▶ WHAT YOU ARE ASKED TO DO
Your task is to filter the data below down to the lines holding "Result".

▶ DATA SECTION
//! Decoding and class-wise non-maximum suppression of raw model output.

use std::cmp::Ordering;

use crate::model::RawDetection;

/// Intersection over union of two `[x1, y1, x2, y2]` boxes.
#[inline]
pub fn iou(a: &[f32; 4], b: &[f32; 4]) -> f32 {
    let ix1 = a[0].max(b[0]);
    let iy1 = a[1].max(b[1]);
    let ix2 = a[2].min(b[2]);
    let iy2 = a[3].min(b[3]);

    let inter = (ix2 - ix1).max(0.0) * (iy2 - iy1).max(0.0);
    if inter == 0.0 {
        return 0.0;
    }

    let area_a = (a[2] - a[0]) * (a[3] - a[1]);
    let area_b = (b[2] - b[0]) * (b[3] - b[1]);
    inter / (area_a + area_b - inter + 1e-6)
}

/// Decode YOLO-style `[cx, cy, w, h, class scores...]` rows into frame-pixel
/// boxes. Each row keeps its best class; rows below `confidence` or without
/// any class score are dropped. `scale` maps model input pixels to frame
/// pixels.
pub fn decode_rows<R: AsRef<[f32]>>(
    rows: &[R],
    confidence: f32,
    scale: (f32, f32),
) -> Vec<RawDetection> {
    let (scale_x, scale_y) = scale;
    rows.iter()
        .filter_map(|row| {
            let row = row.as_ref();
            let (class_id, score) = row
                .get(4..)?
                .iter()
                .copied()
                .enumerate()
                .max_by(|a, b| a.1.partial_cmp(&b.1).unwrap_or(Ordering::Equal))?;
            if score < confidence {
                return None;
            }
            let (cx, cy, w, h) = (row[0], row[1], row[2].abs(), row[3].abs());
            Some(RawDetection {
                class_id,
                score,
                bbox: [
                    (cx - w * 0.5) * scale_x,
                    (cy - h * 0.5) * scale_y,
                    (cx + w * 0.5) * scale_x,
                    (cy + h * 0.5) * scale_y,
                ],
            })
        })
        .collect()
}

/// Greedy NMS per class. Output is ordered by descending score.
pub fn classwise_nms(
    mut candidates: Vec<RawDetection>,
    iou_threshold: f32,
    max_detections: usize,
) -> Vec<RawDetection> {
    candidates.sort_by(|a, b| b.score.partial_cmp(&a.score).unwrap_or(Ordering::Equal));

    let mut kept: Vec<RawDetection> = Vec::with_capacity(candidates.len().min(max_detections));
    for candidate in candidates {
        if kept.len() >= max_detections {
            break;
        }
        let suppressed = kept.iter().any(|existing| {
            existing.class_id == candidate.class_id
                && iou(&existing.bbox, &candidate.bbox) > iou_threshold
        });
        if !suppressed {
            kept.push(candidate);
        }
    }
    kept
}
//! TorchScript detector backend for YOLOv8-style exports.

use std::convert::TryFrom;

use image::{ImageBuffer, Rgb, imageops::FilterType};
use tch::{self, Device, Kind, Tensor};
use tracing::info;

use crate::{
    model::{
        DetectionModel, FrameView, ModelError, ModelLoader, ModelSource, RawDetection, Thresholds,
        verify_source,
    },
    nms::{classwise_nms, decode_rows},
};

const MAX_DETECTIONS: usize = 300;

/// Loads TorchScript modules on the CPU or the first CUDA device.
#[derive(Clone, Debug)]
pub struct TorchScriptLoader {
    pub use_cpu: bool,
    pub input_size: (i64, i64),
    /// Class names indexed by class id; TorchScript exports do not carry them.
    pub class_names: Vec<String>,
}

impl Default for TorchScriptLoader {
    fn default() -> Self {
        Self {
            use_cpu: false,
            input_size: (640, 640),
            class_names: Vec::new(),
        }
    }
}

impl ModelLoader for TorchScriptLoader {
    fn load(&self, source: &ModelSource) -> Result<Box<dyn DetectionModel>, ModelError> {
        verify_source(source)?;
        let device = if self.use_cpu {
            Device::Cpu
        } else {
            Device::cuda_if_available()
        };
        let mut module =
            tch::CModule::load_on_device(&source.path, device).map_err(|err| ModelError::Load {
                path: source.path.clone(),
                reason: err.to_string(),
            })?;
        module.set_eval();
        info!(path = %source.path.display(), ?device, "TorchScript model loaded");
        Ok(Box::new(TorchScriptModel {
            module,
            device,
            input_size: self.input_size,
            class_names: self.class_names.clone(),
        }))
    }
}

/// TorchScript-backed detector producing `[1, 4 + classes, N]` predictions.
pub struct TorchScriptModel {
    module: tch::CModule,
    device: Device,
    input_size: (i64, i64),
    class_names: Vec<String>,
}

impl TorchScriptModel {
    /// Resize a BGR frame to the model input and build a normalised NCHW tensor.
    fn bgr_to_tensor(&self, frame: FrameView<'_>) -> Result<Tensor, ModelError> {
        let mut rgb = Vec::with_capacity(frame.bgr.len());
        for chunk in frame.bgr.chunks_exact(3) {
            rgb.extend_from_slice(&[chunk[2], chunk[1], chunk[0]]);
        }
        let image = ImageBuffer::<Rgb<u8>, Vec<u8>>::from_raw(frame.width, frame.height, rgb)
            .ok_or_else(|| ModelError::InvalidInput("frame does not match its geometry".into()))?;

        let (in_w, in_h) = self.input_size;
        let resized = image::imageops::resize(&image, in_w as u32, in_h as u32, FilterType::Triangle);

        let tensor = Tensor::from_slice(resized.as_raw())
            .to_device(self.device)
            .to_kind(Kind::Float)
            .view([1, in_h, in_w, 3])
            .permute([0, 3, 1, 2])
            / 255.0;
        Ok(tensor)
    }
}

impl DetectionModel for TorchScriptModel {
    fn class_names(&self) -> &[String] {
        &self.class_names
    }

    fn infer(
        &mut self,
        frame: FrameView<'_>,
        thresholds: Thresholds,
    ) -> Result<Vec<RawDetection>, ModelError> {
        let input = self.bgr_to_tensor(frame)?;
        let output = tch::no_grad(|| self.module.forward_ts(&[input]))
            .map_err(|err| ModelError::Inference(err.to_string()))?;

        let shape = output.size();
        if shape.len() != 3 || shape[0] != 1 || shape[1] < 5 {
            return Err(ModelError::Inference(format!(
                "unexpected detector output shape: {shape:?}"
            )));
        }

        let preds = output
            .to_device(Device::Cpu)
            .to_kind(Kind::Float)
            .squeeze_dim(0)
            .permute([1, 0])
            .contiguous();
        let rows: Vec<Vec<f32>> =
            Vec::<Vec<f32>>::try_from(&preds).map_err(|err| ModelError::Inference(err.to_string()))?;

        let (in_w, in_h) = self.input_size;
        let scale_x = frame.width as f32 / in_w as f32;
        let scale_y = frame.height as f32 / in_h as f32;
        let candidates = decode_rows(&rows, thresholds.confidence, (scale_x, scale_y));
        Ok(classwise_nms(candidates, thresholds.iou, MAX_DETECTIONS))
    }
}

▶ COMPLETED TASK
    fn load(&self, source: &ModelSource) -> Result<Box<dyn DetectionModel>, ModelError> {
    fn bgr_to_tensor(&self, frame: FrameView<'_>) -> Result<Tensor, ModelError> {
    ) -> Result<Vec<RawDetection>, ModelError> {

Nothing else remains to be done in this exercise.